While distance to CCO services could be a useful measure of access, this measure alone neither considers whether there are other nearby facilities that offer potentially sufficient lower-levels of obstetric care nor coordination between lower-level and CCO facilities. Additionally, the threshold of 50 miles to CCO services has not been validated in obstetrics [35, 36], nor does it account for transportation factors that influence actual driving time. Thus, there are a variety of limitations in using existing measures of access alone to inform the number of facilities that are needed in a geographic region. Our findings motivate the need for nuanced access to obstetric care measures that are capable of evaluating and planning action toward the reduction of lack of access, and new approaches to estimate the optimal number of facilities of different levels of care that are necessary and sustainable within a geographic region. Future work may consider other measures of access or access expansion interventions that incorporate home visits, telemedicine, and transportation programs.

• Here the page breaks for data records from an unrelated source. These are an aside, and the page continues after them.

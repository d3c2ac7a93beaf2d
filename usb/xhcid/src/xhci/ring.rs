use std::sync::atomic::{fence, AtomicBool, Ordering};
use std::sync::{Arc, Mutex, MutexGuard};
use std::time::Duration;

use common::dma::{Dma, DmaError, DmaOps};
use crossbeam_channel::{Receiver, RecvTimeoutError, Sender};
use smallvec::SmallVec;

use super::trb::{Trb, TRB_CONTROL_CYCLE};

pub const TRB_SIZE: usize = 16;

/// Rings never straddle a 64 KiB boundary. XHC 6.1
const RING_BOUNDARY: usize = 64 * 1024;

/// The cycle bit software writes into the entry with write index `x`.
pub fn producer_cycle(x: u32, shift: u32) -> u32 {
    (!x >> shift) & 1
}

struct Pending {
    td: u64,
    tx: Sender<Trb>,
}

/// Cursors and outstanding requests, guarded by the ring lock.
pub struct RingState {
    pub rp: u32,
    pub wp: u32,
    pending: SmallVec<[Pending; 4]>,
}

impl RingState {
    pub fn outstanding(&self) -> u32 {
        self.wp.wrapping_sub(self.rp)
    }
}

/// Why a [Wait] ended without a completion event.
#[derive(Clone, Copy, Debug, Eq, PartialEq)]
pub enum WaitError {
    TimedOut,
    /// The request was dropped from its ring by a flush or reset.
    Flushed,
}

/// One in-flight request, matched to its completion by the bus address of its TRB.
#[derive(Debug)]
pub struct Wait {
    td: u64,
    rx: Receiver<Trb>,
}

impl Wait {
    pub fn td(&self) -> u64 {
        self.td
    }

    /// Blocks until the completion event arrives. `None` waits until woken.
    pub fn wait(&self, timeout: Option<Duration>) -> Result<Trb, WaitError> {
        match timeout {
            Some(timeout) => self.rx.recv_timeout(timeout).map_err(|err| match err {
                RecvTimeoutError::Timeout => WaitError::TimedOut,
                RecvTimeoutError::Disconnected => WaitError::Flushed,
            }),
            None => self.rx.recv().map_err(|_| WaitError::Flushed),
        }
    }
}

/// A single-segment TRB ring, closed by a link TRB in its last entry.
///
/// `rp` and `wp` count entries forever and are reduced by `mask` only to index the segment;
/// the pass `x >> shift` decides the cycle bit.
pub struct Ring {
    trbs: Dma,
    shift: u32,
    mask: u32,
    /// Doorbell index: 0 for the command ring, the slot id otherwise.
    slot: u8,
    /// Doorbell target: the DCI of the endpoint, 0 for the command ring.
    id: u8,
    stopped: AtomicBool,
    state: Mutex<RingState>,
}

impl Ring {
    pub fn new(ops: &Arc<dyn DmaOps>, shift: u32, slot: u8, id: u8) -> Result<Self, DmaError> {
        let trbs = Dma::new(ops, TRB_SIZE << shift, 64, RING_BOUNDARY)?;
        trbs.flush();
        Ok(Self {
            trbs,
            shift,
            mask: (1 << shift) - 1,
            slot,
            id,
            stopped: AtomicBool::new(false),
            state: Mutex::new(RingState {
                rp: 0,
                wp: 0,
                pending: SmallVec::new(),
            }),
        })
    }

    pub fn shift(&self) -> u32 {
        self.shift
    }

    pub fn mask(&self) -> u32 {
        self.mask
    }

    pub fn slot(&self) -> u8 {
        self.slot
    }

    pub fn id(&self) -> u8 {
        self.id
    }

    pub fn base(&self) -> u64 {
        self.trbs.bus_addr()
    }

    pub fn is_stopped(&self) -> bool {
        self.stopped.load(Ordering::SeqCst)
    }

    pub fn set_stopped(&self, stopped: bool) {
        self.stopped.store(stopped, Ordering::SeqCst)
    }

    /// Clears the stopped flag under the ring lock, so that no completion routed by
    /// [Ring::complete_stopped] can race with new work.
    pub fn restart(&self) {
        let _state = self.lock();
        self.set_stopped(false);
    }

    pub fn lock(&self) -> MutexGuard<'_, RingState> {
        self.state.lock().unwrap()
    }

    /// Bus address of the entry with index `x`.
    pub fn trb_addr(&self, x: u32) -> u64 {
        self.trbs.bus_addr_at(TRB_SIZE * (x & self.mask) as usize)
    }

    /// Reads the entry with index `x` as the device left it.
    pub fn read_trb(&self, x: u32) -> Trb {
        let offset = TRB_SIZE * (x & self.mask) as usize;
        self.trbs.invalidate_range(offset, TRB_SIZE);
        let word = offset / 4;
        Trb::from_words([
            self.trbs.read32(word),
            self.trbs.read32(word + 1),
            self.trbs.read32(word + 2),
            self.trbs.read32(word + 3),
        ])
    }

    /// Writes the entry with index `x`, control word last, with the producer cycle bit for `x`.
    pub(super) fn write_trb(&self, x: u32, trb: Trb) {
        let offset = TRB_SIZE * (x & self.mask) as usize;
        let word = offset / 4;
        let words = trb.words();
        self.trbs.write32(word, words[0]);
        self.trbs.write32(word + 1, words[1]);
        self.trbs.write32(word + 2, words[2]);
        fence(Ordering::SeqCst);
        // The control word carries the cycle bit and hands the entry to the controller.
        self.trbs.write32(
            word + 3,
            (words[3] & !TRB_CONTROL_CYCLE) | producer_cycle(x, self.shift),
        );
        self.trbs.flush_range(offset, TRB_SIZE);
    }

    fn enqueue(&self, trb: Trb, wait: bool) -> (u64, Option<Wait>) {
        let mut state = self.lock();

        let mut x = state.wp;
        state.wp = state.wp.wrapping_add(1);
        if x & self.mask == self.mask {
            self.write_trb(x, Trb::link(self.base()));
            x = state.wp;
            state.wp = state.wp.wrapping_add(1);
        }
        assert!(
            x.wrapping_sub(state.rp) <= self.mask,
            "xhci: ring {}/{} overrun (rp {}, wp {})",
            self.slot,
            self.id,
            state.rp,
            x
        );

        let td = self.trb_addr(x);
        let wait = if wait {
            let (tx, rx) = crossbeam_channel::bounded(1);
            state.pending.push(Pending { td, tx });
            Some(Wait { td, rx })
        } else {
            None
        };
        self.write_trb(x, trb);
        (td, wait)
    }

    /// Appends `trb` without tracking its completion. Returns the bus address of the entry.
    pub fn queue(&self, trb: Trb) -> u64 {
        self.enqueue(trb, false).0
    }

    /// Appends `trb` and registers a [Wait] for its completion before handing it over.
    pub fn queue_wait(&self, trb: Trb) -> Wait {
        match self.enqueue(trb, true) {
            (_, Some(wait)) => wait,
            (td, None) => unreachable!("no wait registered for {:#x}", td),
        }
    }

    /// Wakes every outstanding request with [WaitError::Flushed].
    pub fn flush(&self) {
        self.lock().pending.clear();
    }

    /// Marks the ring stopped and flushes it, as one step.
    pub fn stop_and_flush(&self) {
        let mut state = self.lock();
        self.set_stopped(true);
        state.pending.clear();
    }

    /// Forgets everything outstanding and returns the dequeue pointer (with DCS) at which the
    /// controller should resume.
    pub fn reset(&self) -> u64 {
        let mut state = self.lock();
        state.pending.clear();
        state.rp = state.wp;
        self.trb_addr(state.wp) | u64::from(producer_cycle(state.wp, self.shift))
    }

    /// Drops the request queued at `td`, if it is still outstanding.
    pub fn forget(&self, td: u64) {
        self.lock().pending.retain(|p| p.td != td);
    }

    /// Rewrites the entry at `td` in place, keeping the cycle bit it was handed over with. Only
    /// valid for an entry the controller has not fetched.
    pub fn replace(&self, td: u64, trb: Trb) {
        let _state = self.lock();
        let offset = (td - self.base()) as usize;
        assert!(offset < TRB_SIZE << self.shift && offset % TRB_SIZE == 0);
        let word = offset / 4;
        let cycle = self.trbs.read32(word + 3) & TRB_CONTROL_CYCLE;
        let words = trb.words();
        self.trbs.write32(word, words[0]);
        self.trbs.write32(word + 1, words[1]);
        self.trbs.write32(word + 2, words[2]);
        fence(Ordering::SeqCst);
        self.trbs.write32(word + 3, (words[3] & !TRB_CONTROL_CYCLE) | cycle);
        self.trbs.flush_range(offset, TRB_SIZE);
    }

    /// Routes a completion event to the request whose TRB it names. Returns whether one matched.
    pub fn complete(&self, event: &Trb) -> bool {
        let mut state = self.lock();
        self.route(&mut state, event)
    }

    /// Like [Ring::complete], but only while the ring is stopped. A Command Ring Stopped event
    /// names the first entry the controller has not fetched, which only belongs to a request
    /// while an abort is in progress.
    pub fn complete_stopped(&self, event: &Trb) -> bool {
        let mut state = self.lock();
        self.is_stopped() && self.route(&mut state, event)
    }

    fn route(&self, state: &mut RingState, event: &Trb) -> bool {
        let pa = event.event_trb_pointer();

        let mut x = state.rp;
        while (state.wp.wrapping_sub(x) as i32) > 0 {
            let td = self.trb_addr(x);
            x = x.wrapping_add(1);
            if td == pa {
                state.rp = x;
                break;
            }
        }

        match state.pending.iter().position(|p| p.td == pa) {
            Some(i) => {
                let pending = state.pending.remove(i);
                // The waiter may have given up already.
                let _ = pending.tx.send(*event);
                true
            }
            None => false,
        }
    }

    /// Whether anything was ever queued on the ring.
    pub fn is_used(&self) -> bool {
        self.lock().wp != 0
    }

    pub fn pending_len(&self) -> usize {
        self.lock().pending.len()
    }
}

Our study is not without limitations. We use facility and population data from 2017 because the most recent publicly available data on obstetric facilities was published by the Georgia Department of Public Health in 2017. Because of the age of our data, some obstetric hospitals may have closed, opened, and merged since 2017. The Georgia Hospital Association reports that 13 hospitals in Georgia have closed since 2013 (as of November 2022) [44]. The only obstetric hospital that closed was Wellstar Atlanta Medical Center, which closed in November 2022. This hospital was 1 mile from the Atlanta Region’s Regional Perinatal Center which provides CCO services. Moreover, we found that our models’ determination of maternity care deserts was consistent with the March of Dimes maternity care deserts dashboard [33]. We expect that even with some facility closures or expansions of obstetric services at existing hospitals, our conclusion that the maternity care deserts measure is not a practical performance indicator of improvements to access to obstetric care still holds. Also, we did not account for geographical barriers or traffic when calculating distance from the centroid of a census block group when computing whether the group is further than 50 miles from CCO services, and we did not account for measurement errors in the ACS. We did not account for other important barriers to access, such as transportation disadvantage and insurance coverage. We also did not account for out-of-state hospitals that offer obstetric services that could provide care to pregnant people in Georgia. Finally, our analysis only considered potential access. Future work may investigate the impact of facility expansion on realized access to care, especially considering some patients prefer to bypass local hospitals to receive care elsewhere [45, 46].

Conclusion

Our findings suggest that the current measures of obstetric access, while useful for capturing certain dimensions of the maternal healthcare system, may not be useful for estimating the optimal number, designations, and coordination of obstetric care within a geographic region. Specifically, while maternity care deserts are associated with increased rates of maternal mortality [16], this measure is not a practical performance indicator of improvements to access to obstetric care. Thus, there is a need for tools that can track improvements and inform the appropriate number of obstetric care facilities that are needed in a geographic region to improve access to high-quality, risk-appropriate care, and ultimately improve obstetric outcomes. In addition, future work may examine how to optimally balance the cost and outcomes of expanding care, considering the trade-offs between increased access and loss of quality due to dilution and staffing issues, and incorporating alternate access expansion strategies such as home visits, telemedicine, and transportation programs.